Several residents of Margate joined business owners Lekie Nika, owner of Ozzie’s Luncheonette, and Joe Tucker, owner of Catch restaurant, in support of allowing the restaurants to erect a large tent on the sidewalk to accommodate outdoor dining during the summer season.
An Executive Order signed by Gov. Phil Murphy during the COVID-19 outbreak allows New Jersey restaurants holding liquor licenses to expand their licenses to outside areas until November 2022. Ozzie’s does not serve liquor but Catch does. Ozzie’s is open for breakfast and lunch and uses the space in front of Catch, and Catch is open in the evening when Ozzie’s is closed.
Nika said her customers still do not feel comfortable eating in close quarters, they enjoy eating outdoors, and that the coronavirus pandemic with its new variants is not over. Having a tent instead of an awning provides protection when it rains, she said.
“We only have three months to carry us through the year,” she said, asking for the commissioners to allow the businesses to erect the tents for another season.
“Without the tents, we will not be able to make it,” she said.
Tucker asked the commissioners to allow it for one more season so the restaurants and borough can come to a compromise solution for future years.
Russo said several residents complained to him that the tents are ugly and about the loss of parking spaces in front of the businesses. The half-block commercial area includes a real estate office on the corner that had to endure two summers without parking spaces, Russo said.
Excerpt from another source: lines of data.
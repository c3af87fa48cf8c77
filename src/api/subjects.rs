use axum::{
    extract::{Path, Query, State},
    http::StatusCode,
    routing::get,
    Json, Router,
};
use uuid::Uuid;

use crate::api::errors::ApiError;
use crate::api::guards::CurrentAdmin;
use crate::api::validation::{search_term, validate_payload};
use crate::core::cache::{Mutation, Namespace, SUBJECT_LIST_TTL};
use crate::core::state::AppState;
use crate::core::time::primitive_now_utc;
use crate::db::models::Subject;
use crate::repositories;
use crate::schemas::catalog::{SubjectListQuery, SubjectPayload, SubjectResponse};
use crate::schemas::MessageResponse;

const SUBJECT_MISSING: &str = "Subject does not exist.";

pub(crate) fn router() -> Router<AppState> {
    Router::new()
        .route("/", get(list_subjects).post(create_subject))
        .route("/:id", get(get_subject).put(update_subject).delete(delete_subject))
}

async fn list_subjects(
    State(state): State<AppState>,
    Query(params): Query<SubjectListQuery>,
) -> Result<Json<Vec<SubjectResponse>>, ApiError> {
    let search = search_term(params.search.as_deref());
    let key = state
        .cache()
        .key(Namespace::Subjects, &format!("list:{}", search.unwrap_or_default().to_lowercase()));
    if let Some(cached) = state.cache().get::<Vec<SubjectResponse>>(&key).await {
        return Ok(Json(cached));
    }

    let subjects = repositories::subjects::list(state.db(), search)
        .await
        .map_err(|e| ApiError::internal(e, "Failed to list subjects"))?;
    let response: Vec<SubjectResponse> =
        subjects.into_iter().map(SubjectResponse::from_db).collect();

    state.cache().set(&key, &response, SUBJECT_LIST_TTL).await;
    Ok(Json(response))
}

async fn get_subject(
    State(state): State<AppState>,
    Path(id): Path<String>,
) -> Result<Json<SubjectResponse>, ApiError> {
    let subject = load(&state, &id).await?;
    Ok(Json(SubjectResponse::from_db(subject)))
}

async fn create_subject(
    CurrentAdmin(admin): CurrentAdmin,
    State(state): State<AppState>,
    Json(payload): Json<SubjectPayload>,
) -> Result<(StatusCode, Json<SubjectResponse>), ApiError> {
    validate_payload(&payload)?;
    ensure_name_free(&state, &payload.name, None).await?;

    let id = Uuid::new_v4().to_string();
    repositories::subjects::create(
        state.db(),
        repositories::subjects::CreateSubject {
            id: &id,
            name: &payload.name,
            description: &payload.description,
            created_at: primitive_now_utc(),
        },
    )
    .await
    .map_err(|e| ApiError::from_write(e, "Failed to create subject"))?;

    state.cache().invalidate_for(Mutation::Subject).await;
    tracing::info!(admin_id = %admin.id, subject_id = %id, action = "subject_create", "Subject created");

    let subject = load(&state, &id).await?;
    Ok((StatusCode::CREATED, Json(SubjectResponse::from_db(subject))))
}

async fn update_subject(
    CurrentAdmin(admin): CurrentAdmin,
    State(state): State<AppState>,
    Path(id): Path<String>,
    Json(payload): Json<SubjectPayload>,
) -> Result<Json<SubjectResponse>, ApiError> {
    validate_payload(&payload)?;
    ensure_exists(&state, &id).await?;
    ensure_name_free(&state, &payload.name, Some(&id)).await?;

    repositories::subjects::update(
        state.db(),
        &id,
        repositories::subjects::UpdateSubject {
            name: Some(&payload.name),
            description: Some(&payload.description),
            updated_at: primitive_now_utc(),
        },
    )
    .await
    .map_err(|e| ApiError::from_write(e, "Failed to update subject"))?;

    state.cache().invalidate_for(Mutation::Subject).await;
    tracing::info!(admin_id = %admin.id, subject_id = %id, action = "subject_update", "Subject updated");

    let subject = load(&state, &id).await?;
    Ok(Json(SubjectResponse::from_db(subject)))
}

async fn delete_subject(
    CurrentAdmin(admin): CurrentAdmin,
    State(state): State<AppState>,
    Path(id): Path<String>,
) -> Result<Json<MessageResponse>, ApiError> {
    let removed = repositories::subjects::delete(state.db(), &id)
        .await
        .map_err(|e| ApiError::internal(e, "Failed to delete subject"))?;
    if removed == 0 {
        return Err(ApiError::NotFound(SUBJECT_MISSING.to_string()));
    }

    state.cache().invalidate_for(Mutation::Subject).await;
    tracing::info!(admin_id = %admin.id, subject_id = %id, action = "subject_delete", "Subject deleted");
    Ok(Json(MessageResponse::new("Subject deleted successfully")))
}

async fn ensure_exists(state: &AppState, id: &str) -> Result<(), ApiError> {
    let exists = repositories::subjects::exists(state.db(), id)
        .await
        .map_err(|e| ApiError::internal(e, "Failed to load subject"))?;
    if exists {
        Ok(())
    } else {
        Err(ApiError::NotFound(SUBJECT_MISSING.to_string()))
    }
}

async fn ensure_name_free(state: &AppState, name: &str, except_id: Option<&str>) -> Result<(), ApiError> {
    let taken = repositories::subjects::name_taken(state.db(), name, except_id)
        .await
        .map_err(|e| ApiError::internal(e, "Failed to check subject name"))?;
    if taken {
        Err(ApiError::Conflict("Subject already exists.".to_string()))
    } else {
        Ok(())
    }
}

async fn load(state: &AppState, id: &str) -> Result<Subject, ApiError> {
    repositories::subjects::find_by_id(state.db(), id)
        .await
        .map_err(|e| ApiError::internal(e, "Failed to load subject"))?
        .ok_or_else(|| ApiError::NotFound(SUBJECT_MISSING.to_string()))
}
For the past two summers, the borough has accommodated the outdoor dining tents, but required the parking area to have a concrete barricade so pedestrians and strollers would have a place to walk.
Several years ago at Nika’s request, the borough approved a zoning ordinance to allow outdoor dining but according to state law must require a 4.5-foot-wide unobstructed area for people to pass.
“I am not against outdoor dining,” Russo said in a telephone interview. “We have to provide safe passage for pedestrians, wheelchairs, people with strollers and service dogs. The only reason we allowed it was because of COVID, the restaurants were limited to 25% capacity indoors. Now we are at 100%. We do not want to endanger the public walking in the street, and I cannot take away those parking spaces.”
Lawler said he is against erecting protective barriers again this summer.
“We did it the first year because of COVID, and the second year, they got an even bigger tent. The only reason we did that is because they had limited indoor seating capacity. But I think it is an eyesore and we can’t take away any parking again this year.”
Russo said he will offer a resolution at the next meeting that would “marry outdoor seating, aesthetics and public safety.”